>>>>

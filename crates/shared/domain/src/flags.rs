use bitflags::bitflags;

bitflags! {
    /// Binding flags carried by a single model parameter.
    #[derive(Debug, Clone, Copy, PartialEq, Eq, PartialOrd, Ord, Hash)]
    pub struct ParameterFlags: u8 {
        /// The value is required at construction time.
        const MANDATORY = 1 << 0;
        /// The parameter is kept for compatibility and should not be used in new documents.
        const DEPRECATED = 1 << 1;
    }
}

impl ParameterFlags {
    /// Flags for a parameter that is mandatory or optional.
    #[must_use]
    pub const fn required(mandatory: bool) -> Self {
        if mandatory { Self::MANDATORY } else { Self::empty() }
    }
}

impl From<u8> for ParameterFlags {
    fn from(bits: u8) -> Self {
        Self::from_bits_truncate(bits)
    }
}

<<<<

What this task involves:
Until the last line is reached, keep transcribing the data exactly.

Written answer:
filename crates/shared/domain/src/flags.rs
use bitflags::bitflags;

bitflags! {
    /// Binding flags carried by a single model parameter.
    #[derive(Debug, Clone, Copy, PartialEq, Eq, PartialOrd, Ord, Hash)]
    pub struct ParameterFlags: u8 {
        /// The value is required at construction time.
        const MANDATORY = 1 << 0;
        /// The parameter is kept for compatibility and should not be used in new documents.
        const DEPRECATED = 1 << 1;
    }
}

impl ParameterFlags {
    /// Flags for a parameter that is mandatory or optional.
    #[must_use]
    pub const fn required(mandatory: bool) -> Self {
        if mandatory { Self::MANDATORY } else { Self::empty() }
    }
}

impl From<u8> for ParameterFlags {
    fn from(bits: u8) -> Self {
        Self::from_bits_truncate(bits)
    }
}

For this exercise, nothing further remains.